The most favorable response rates have been reported with the use of hormonal therapies including natural and synthetic adrenal corticotropic hormone (ACTH) (02) and corticosteroids including prednisolone (21). However, these therapies are associated with myriad side effects—the most important of which include immunosuppression, hypertension, and hyperglycemia. Although there is debate as to the ideal agent and dosage of hormonal therapies, and few head-to-head comparisons of competing regimens, high-dose protocols seem to confer additional benefit.

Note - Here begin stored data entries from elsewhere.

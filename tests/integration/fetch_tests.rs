use std::sync::Arc;

use aleph_marc::{services::cache::RecordCache, AppError, RecordId};

use crate::common::{record_bytes, FixedCatalog, UnreachableCatalog};

#[tokio::test]
async fn test_second_fetch_survives_unreachable_catalog() {
    let tmp = tempfile::tempdir().unwrap();
    let id = RecordId::parse("000077777").unwrap();
    let bytes = record_bytes(&[("500", &[('a', "Kopie")])]);

    let online = RecordCache::new(tmp.path(), FixedCatalog::new(bytes.clone()));
    let first = online.fetch(&id).await.unwrap();

    let offline = RecordCache::new(tmp.path(), Arc::new(UnreachableCatalog));
    let second = offline.fetch(&id).await.unwrap();

    assert_eq!(first, bytes);
    assert_eq!(second, first);
}

#[tokio::test]
async fn test_fetched_bytes_land_in_named_file() {
    let tmp = tempfile::tempdir().unwrap();
    let id = RecordId::parse("000088888").unwrap();
    let catalog = FixedCatalog::new(vec![0x30, 0x31, 0x1d, 0xff]);

    let cache = RecordCache::new(tmp.path().join("marc_cache"), catalog.clone());
    cache.fetch(&id).await.unwrap();
    cache.fetch(&id).await.unwrap();

    let on_disk = std::fs::read(tmp.path().join("marc_cache").join("000088888.marc")).unwrap();
    assert_eq!(on_disk, vec![0x30, 0x31, 0x1d, 0xff]);
    assert_eq!(catalog.calls(), 1);
}

#[tokio::test]
async fn test_unreachable_catalog_on_miss_is_fatal() {
    let tmp = tempfile::tempdir().unwrap();
    let id = RecordId::parse("000099999").unwrap();
    let cache = RecordCache::new(tmp.path(), Arc::new(UnreachableCatalog));

    let err = cache.fetch(&id).await.unwrap_err();
    assert!(matches!(err, AppError::Z3950(_)));
    assert!(!tmp.path().join("000099999.marc").exists());
}
//! Field extractors
//!
//! Each extractor reads one or more tags from a decoded record and produces
//! one attribute of the bibliographic summary. Extractors never fail: a
//! missing tag or subfield yields an absent value.

use crate::models::{
    BibliographicSummary, BibliographicalInfo, CreationPlace, Description, Person,
    PhysicalDescription, Relator, ReproductionInfo, SubfieldMapping, NO_GND,
};

use super::parser::{DataField, MarcRecord};

/// Subfield holding the GND authority link in personal-name fields
const AUTHORITY_CODE: char = '0';

/// Reduce a personal-name field to a [`Person`].
///
/// `authority_code` selects the subfield carrying the authority identifier.
pub fn person(field: &DataField, authority_code: char) -> Person {
    let gnd = match field.get_subfield(authority_code) {
        Some(id) => id.replace(',', ""),
        None => NO_GND.to_string(),
    };

    Person {
        gnd,
        name: field.get_subfield('a').map(str::to_string),
        date: field.get_subfield('d').unwrap_or_default().to_string(),
        role: field.get_subfield('4').unwrap_or_default().to_string(),
    }
}

fn persons<'a>(record: &'a MarcRecord, tag: &'a str) -> impl Iterator<Item = Person> + 'a {
    record
        .get_fields(tag)
        .map(|field| person(field, AUTHORITY_CODE))
}

/// Authors: every 100, then every 700 with relator `aut`
pub fn authors(record: &MarcRecord) -> Vec<Person> {
    persons(record, "100")
        .chain(persons(record, "700").filter(|p| p.has_role(Relator::Author)))
        .collect()
}

/// Recipients: every 700 with relator `rcp`
pub fn recipients(record: &MarcRecord) -> Vec<Person> {
    persons(record, "700")
        .filter(|p| p.has_role(Relator::Recipient))
        .collect()
}

/// Persons named as subjects (600)
pub fn mentioned_persons(record: &MarcRecord) -> Vec<Person> {
    persons(record, "600").collect()
}

/// Last occurrence of `tag` carrying `code` wins.
fn last_subfield(record: &MarcRecord, tag: &str, code: char) -> Option<String> {
    record
        .get_fields(tag)
        .fold(None, |current, field| match field.get_subfield(code) {
            Some(value) => Some(value.to_string()),
            None => current,
        })
}

/// Merge the mapped subfields of every occurrence of `tag` into one value.
///
/// An occurrence carrying the leading code (`T::CODES[0]`) starts a fresh
/// value, discarding keys gathered from earlier occurrences. The remaining
/// codes create the value on first contribution or overwrite their key.
fn merged<T: SubfieldMapping>(record: &MarcRecord, tag: &str) -> Option<T> {
    record.get_fields(tag).fold(None, |acc, field| {
        let acc = match T::CODES.first() {
            Some(&lead) if field.has_subfield(lead) => None,
            _ => acc,
        };
        T::CODES.iter().fold(acc, |acc, &code| match field.get_subfield(code) {
            Some(value) => {
                let mut merged = acc.unwrap_or_default();
                merged.assign(code, value);
                Some(merged)
            }
            None => acc,
        })
    })
}

/// Date of creation (046 $c).
///
/// Unlike the other scalar attributes the last 046 wins even when it has no
/// `$c`, which leaves the date absent.
pub fn date(record: &MarcRecord) -> Option<String> {
    record
        .get_fields("046")
        .last()
        .and_then(|field| field.get_subfield('c'))
        .map(str::to_string)
}

pub fn description(record: &MarcRecord) -> Option<Description> {
    merged(record, "245")
}

pub fn creation_form(record: &MarcRecord) -> Option<String> {
    last_subfield(record, "250", 'a')
}

pub fn creation_place(record: &MarcRecord) -> Option<CreationPlace> {
    merged(record, "751")
}

pub fn physical_description(record: &MarcRecord) -> Option<PhysicalDescription> {
    merged(record, "300")
}

pub fn footnote(record: &MarcRecord) -> Option<String> {
    last_subfield(record, "500", 'a')
}

pub fn bibliographical_info(record: &MarcRecord) -> Option<BibliographicalInfo> {
    merged(record, "510")
}

pub fn content_info(record: &MarcRecord) -> Option<String> {
    last_subfield(record, "520", 'a')
}

pub fn accompanying_material(record: &MarcRecord) -> Option<String> {
    last_subfield(record, "525", 'a')
}

pub fn reproduction_info(record: &MarcRecord) -> Option<ReproductionInfo> {
    merged(record, "533")
}

pub fn language(record: &MarcRecord) -> Option<String> {
    last_subfield(record, "546", 'a')
}

/// Reference into the Bernoulli works catalogue (596)
pub fn work_reference(record: &MarcRecord) -> Option<String> {
    last_subfield(record, "596", 'a')
}

/// Link to the digitized manuscript (856 $u)
pub fn emanuscript_link(record: &MarcRecord) -> Option<String> {
    last_subfield(record, "856", 'u')
}

/// Run every extractor against `record`.
pub fn summarize(record: &MarcRecord) -> BibliographicSummary {
    BibliographicSummary {
        author: authors(record),
        recipient: recipients(record),
        mentioned_persons: mentioned_persons(record),
        date: date(record),
        description: description(record),
        creation_form: creation_form(record),
        creation_place: creation_place(record),
        physical_description: physical_description(record),
        footnote: footnote(record),
        bibliographical_info: bibliographical_info(record),
        content_info: content_info(record),
        accompanying_material: accompanying_material(record),
        reproduction_info: reproduction_info(record),
        language: language(record),
        work_reference: work_reference(record),
        emanuscript_link: emanuscript_link(record),
    }
}
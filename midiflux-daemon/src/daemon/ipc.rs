// Copyright 2025 Amiable
// SPDX-License-Identifier: MIT

//! The management surface's local transport (§6, §13): a Unix-domain
//! socket carrying newline-delimited JSON request/response envelopes over
//! the `ManagementRequest`/`ManagementResponse` vocabulary of this
//! repository. The socket itself and its directory are created with
//! owner-only permissions.
//!
//! Protocol: one envelope per line.
//! - Request: `{"id": "...", "command": "...", "args": {...}}\n`
//! - Response: `{"id": "...", "status": "...", "data": {...}}\n`

use std::time::Duration;

use serde::{Deserialize, Serialize};
use tokio::io::{AsyncBufReadExt, AsyncReadExt, AsyncWriteExt, BufReader};
use tokio::sync::{broadcast, mpsc, oneshot};
use tracing::{debug, error, info, warn};

use crate::daemon::error::{DaemonError, IpcErrorCode, Result};
use crate::daemon::paths::socket_path;
use crate::daemon::types::{DaemonCommand, ManagementRequest, ManagementResponse};

/// Requests above this size are rejected before parsing, to bound memory
/// use against a misbehaving or hostile local client (§13).
const MAX_REQUEST_SIZE: usize = 1_048_576;

const REQUEST_TIMEOUT: Duration = Duration::from_secs(10);

#[derive(Debug, Clone, Serialize, Deserialize)]
struct RequestEnvelope {
    id: String,
    #[serde(flatten)]
    request: ManagementRequest,
}

#[derive(Debug, Clone, Serialize, Deserialize)]
struct ResponseEnvelope {
    id: String,
    #[serde(flatten)]
    response: ManagementResponse,
}

/// Accepts connections on the management socket and forwards each request
/// onto the dispatcher's command channel as a
/// [`DaemonCommand::ManagementRequest`], preserving the one-writer rule of
/// §5 — this task never touches the registry, state, or sinks directly.
pub struct IpcServer {
    command_tx: mpsc::Sender<DaemonCommand>,
    shutdown_rx: broadcast::Receiver<()>,
}

impl IpcServer {
    pub fn new(command_tx: mpsc::Sender<DaemonCommand>, shutdown_rx: broadcast::Receiver<()>) -> Self {
        IpcServer { command_tx, shutdown_rx }
    }

    #[cfg(unix)]
    pub async fn run(&mut self) -> Result<()> {
        use tokio::net::UnixListener;

        let path = socket_path()?;
        let _ = tokio::fs::remove_file(&path).await;

        let listener = UnixListener::bind(&path)
            .map_err(|e| DaemonError::Ipc(format!("failed to bind management socket: {e}")))?;

        {
            use std::os::unix::fs::PermissionsExt;
            if let Ok(metadata) = tokio::fs::metadata(&path).await {
                let mut perms = metadata.permissions();
                perms.set_mode(0o600);
                if let Err(e) = tokio::fs::set_permissions(&path, perms).await {
                    warn!(error = %e, "failed to tighten management socket permissions");
                }
            }
        }

        info!(?path, "management surface listening");

        loop {
            tokio::select! {
                accepted = listener.accept() => {
                    match accepted {
                        Ok((stream, _addr)) => {
                            let command_tx = self.command_tx.clone();
                            tokio::spawn(async move {
                                if let Err(e) = handle_client(stream, command_tx).await {
                                    error!(error = %e, "management client handler failed");
                                }
                            });
                        }
                        Err(e) => error!(error = %e, "failed to accept management connection"),
                    }
                }
                _ = self.shutdown_rx.recv() => {
                    info!("management surface shutting down");
                    break;
                }
            }
        }

        let _ = tokio::fs::remove_file(&path).await;
        Ok(())
    }

    #[cfg(not(unix))]
    pub async fn run(&mut self) -> Result<()> {
        Err(DaemonError::Ipc(
            "management surface transport is only implemented on unix targets in this build".into(),
        ))
    }
}

#[cfg(unix)]
async fn handle_client(stream: tokio::net::UnixStream, command_tx: mpsc::Sender<DaemonCommand>) -> Result<()> {
    let (reader, mut writer) = stream.into_split();
    let mut reader = BufReader::new(reader);
    let mut line = String::new();

    loop {
        line.clear();
        // Bound the read itself rather than checking `line.len()` after the
        // fact — `read_line` otherwise buffers an unbounded amount of input
        // from a client that never sends a newline before the size check
        // ever runs.
        let n = (&mut reader).take(MAX_REQUEST_SIZE as u64 + 1).read_line(&mut line).await?;
        if n == 0 {
            break;
        }
        if line.len() as u64 > MAX_REQUEST_SIZE as u64 {
            warn!(bytes = line.len(), "rejected oversized management request");
            let response = error_envelope("unknown", IpcErrorCode::InvalidRequest, "request exceeds 1MB limit");
            send(&mut writer, &response).await?;
            // The rest of this oversized line is still sitting unread on the
            // socket; framing can't be trusted to resync, so close instead
            // of looping back into read_line.
            break;
        }

        let envelope: RequestEnvelope = match serde_json::from_str(line.trim()) {
            Ok(envelope) => envelope,
            Err(e) => {
                let response = error_envelope("unknown", IpcErrorCode::InvalidJson, &e.to_string());
                send(&mut writer, &response).await?;
                continue;
            }
        };

        debug!(id = %envelope.id, "received management request");

        let (response_tx, response_rx) = oneshot::channel();
        if command_tx
            .send(DaemonCommand::ManagementRequest {
                request: envelope.request,
                response_tx,
            })
            .await
            .is_err()
        {
            let response = error_envelope(&envelope.id, IpcErrorCode::InternalError, "dispatcher is not accepting commands");
            send(&mut writer, &response).await?;
            break;
        }

        let response = match tokio::time::timeout(REQUEST_TIMEOUT, response_rx).await {
            Ok(Ok(response)) => ResponseEnvelope { id: envelope.id, response },
            Ok(Err(_)) => error_envelope(&envelope.id, IpcErrorCode::InternalError, "response channel closed"),
            Err(_) => error_envelope(&envelope.id, IpcErrorCode::Timeout, "request timed out"),
        };
        send(&mut writer, &response).await?;
    }

    Ok(())
}

fn error_envelope(id: &str, code: IpcErrorCode, message: &str) -> ResponseEnvelope {
    ResponseEnvelope {
        id: id.to_string(),
        response: ManagementResponse::fail(code, message),
    }
}

#[cfg(unix)]
async fn send(writer: &mut tokio::net::unix::OwnedWriteHalf, response: &ResponseEnvelope) -> Result<()> {
    let json = serde_json::to_string(response)?;
    writer.write_all(json.as_bytes()).await?;
    writer.write_all(b"\n").await?;
    writer.flush().await?;
    Ok(())
}

/// Thin client used by `midifluxctl` and tests to call the management
/// surface without depending on its transport details.
#[cfg(unix)]
pub struct IpcClient {
    stream: tokio::net::UnixStream,
}

#[cfg(unix)]
impl IpcClient {
    pub async fn connect() -> Result<Self> {
        let path = socket_path()?;
        let stream = tokio::net::UnixStream::connect(&path)
            .await
            .map_err(|e| DaemonError::Ipc(format!("failed to connect to {path:?}: {e}")))?;
        Ok(IpcClient { stream })
    }

    pub async fn call(&mut self, request: ManagementRequest) -> Result<ManagementResponse> {
        let envelope = RequestEnvelope {
            id: uuid::Uuid::new_v4().to_string(),
            request,
        };
        let json = serde_json::to_string(&envelope)?;
        self.stream.write_all(json.as_bytes()).await?;
        self.stream.write_all(b"\n").await?;
        self.stream.flush().await?;

        let mut reader = BufReader::new(&mut self.stream);
        let mut line = String::new();
        reader.read_line(&mut line).await?;
        let response: ResponseEnvelope = serde_json::from_str(&line)?;
        Ok(response.response)
    }
}
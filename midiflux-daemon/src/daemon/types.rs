// Copyright 2025 Amiable
// SPDX-License-Identifier: MIT

//! Command and IPC envelope types shared between the dispatcher, the
//! profile controller, and the management surface (§6, §13).

use crate::daemon::error::IpcErrorCode;
use midiflux_core::model::DeviceIdentity;
use serde::{Deserialize, Serialize};
use std::path::PathBuf;
use tokio::sync::oneshot;

/// Commands that flow into the dispatcher's single `tokio::select!` loop
/// alongside normalized MIDI events, narrowed to this repository's in-scope
/// surface (no menu bar, no gamepad-specific reconnection command).
pub enum DaemonCommand {
    /// A management-surface request, answered on `response_tx`.
    ManagementRequest {
        request: ManagementRequest,
        response_tx: oneshot::Sender<ManagementResponse>,
    },
    /// The watched profile file changed on disk (§14).
    ProfileFileChanged(PathBuf),
    /// C1 raised `onConnected` for a device not currently open.
    DeviceConnected(DeviceIdentity),
    /// C1 raised `onDisconnected` for a device that was open.
    DeviceDisconnected(DeviceIdentity),
    /// An auto-release timer (§4.6, §9) fired; carries the held state key
    /// to release, routed through the dispatcher to preserve ordering.
    ReleaseFired(String),
    /// Graceful shutdown requested (Ctrl-C or management call).
    Shutdown,
}

/// One call against the abstract management surface of §6/§13.
#[derive(Debug, Clone, Serialize, Deserialize)]
#[serde(tag = "command", content = "args", rename_all = "camelCase")]
pub enum ManagementRequest {
    Ping,
    ListProfiles,
    GetActiveProfile,
    SwitchProfile { name: String },
    ListDevices,
    ListMappings { device_name: String },
    DetectInput { seconds: u8, device_name: Option<String> },
    SupportedActionKinds,
    SupportedInputTypes,
    /// Per-event dispatch latency statistics (§4.8 "Performance telemetry").
    /// Only answered when this build enables the `diagnostics` feature.
    GetDiagnostics,
}

#[derive(Debug, Clone, Serialize, Deserialize)]
pub struct ManagementResponse {
    pub status: ResponseStatus,
    #[serde(skip_serializing_if = "Option::is_none")]
    pub data: Option<serde_json::Value>,
    #[serde(skip_serializing_if = "Option::is_none")]
    pub error: Option<ErrorDetails>,
}

impl ManagementResponse {
    pub fn ok(data: serde_json::Value) -> Self {
        ManagementResponse {
            status: ResponseStatus::Success,
            data: Some(data),
            error: None,
        }
    }

    pub fn fail(code: IpcErrorCode, message: impl Into<String>) -> Self {
        ManagementResponse {
            status: ResponseStatus::Error,
            data: None,
            error: Some(ErrorDetails {
                code: code.as_u16(),
                message: message.into(),
            }),
        }
    }
}

#[derive(Debug, Clone, Copy, PartialEq, Eq, Serialize, Deserialize)]
#[serde(rename_all = "lowercase")]
pub enum ResponseStatus {
    Success,
    Error,
}

#[derive(Debug, Clone, Serialize, Deserialize)]
pub struct ErrorDetails {
    pub code: u16,
    pub message: String,
}

/// Daemon lifecycle, reported by the management surface's status query.
#[derive(Debug, Clone, Copy, PartialEq, Eq, Serialize, Deserialize)]
#[serde(rename_all = "camelCase")]
pub enum LifecycleState {
    Starting,
    Running,
    ShuttingDown,
}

At our center, we advocate for high-dose prednisolone (8 mg/kg/day, max 60 mg/day, divided in 3 daily doses) and high-dose ACTH (150 IU/m2 body surface area/day, divided in twice daily intramuscular injections) (21).

Vigabatrin is considered first-line treatment at many centers, especially for patients with tuberous sclerosis complex (40). Like hormonal therapy, the highest response rates have accompanied the use of relatively high dosage (100 to 150 mg/kg/day divided in 2 daily doses) (12). The use of vigabatrin is limited by fears of irreversible peripheral vision loss (11) as well as rare but potentially fatal phenomena associated with subcortical MRI signal changes (17). However, some of these fears may be overstated. At least with respect to vision loss, the incidence of visual field constriction (32) and electroretinographically-defined retinotoxicity (43) appear to be low with short courses of vigabatrin, and the prevalence of clinically-apparent vision loss is nearly zero (34).

Of note, a randomized controlled trial demonstrated that the combination of vigabatrin and hormonal therapy (high dose prednisolone or synthetic ACTH) resulted in higher short-term response rates and more rapid resolution of spasms (28), and early clinical response to treatment was associated with improved developmental and epilepsy outcomes at 18 months (28).

Though supportive data are less compelling, a variety of nonpharmacologic therapies have been advocated for use in treatment of spasms, including ketogenic diet therapy (25; 20) and vagal nerve stimulation (05).

Among contemporary developments, great fanfare has accompanied the use of artisanal cannabis extracts in the treatment of several severe forms of childhood epilepsy, including epileptic spasms (22). Several randomized controlled trials have been evaluating cannabidiol's efficacy, safety, and tolerability (NCT02953548; NCT03421496). Given the relatively fast progression of cognitive impairment that typically accompanies spasms and hypsarrhythmia, treatment is a relative emergency and should ideally begin within days of spasms onset and immediately on diagnostic confirmation. Similarly, response to a given therapy must be accomplished quickly and confirmed with extended video-EEG to ensure that neither hypsarrhythmia nor subtle spasms continue. Most contemporary treatment protocols require response within 2 weeks and immediately transition nonresponders to alternative agents. As an example, the Canadian Pediatric Epilepsy Network has demonstrated success with a protocol that begins with vigabatrin, with nonresponders transitioning to synthetic ACTH at the 2-week time point, and then transitioning patients who fail both vigabatrin and ACTH to topiramate at the 4-week time point (04). There are no adequate guides to therapy for patients who have failed first-line agents.

Outcomes

The long-term outcome of spasms is highly variable with respect to both epilepsy outcomes and neurodevelopmental outcomes. In considering infants (ie, IESS, including West syndrome), a significant minority become seizure-free and developmentally normal by age 2 years (13). However, mortality rates are markedly elevated throughout life and the leading causes of death are pneumonia among infants and sudden unexpected death in epilepsy (SUDEP) in adults (36). Most survivors who do not attain seizure freedom by age 2 years transition to other forms of epilepsy (eg, Lennox-Gastaut syndrome) and exhibit developmental impairment.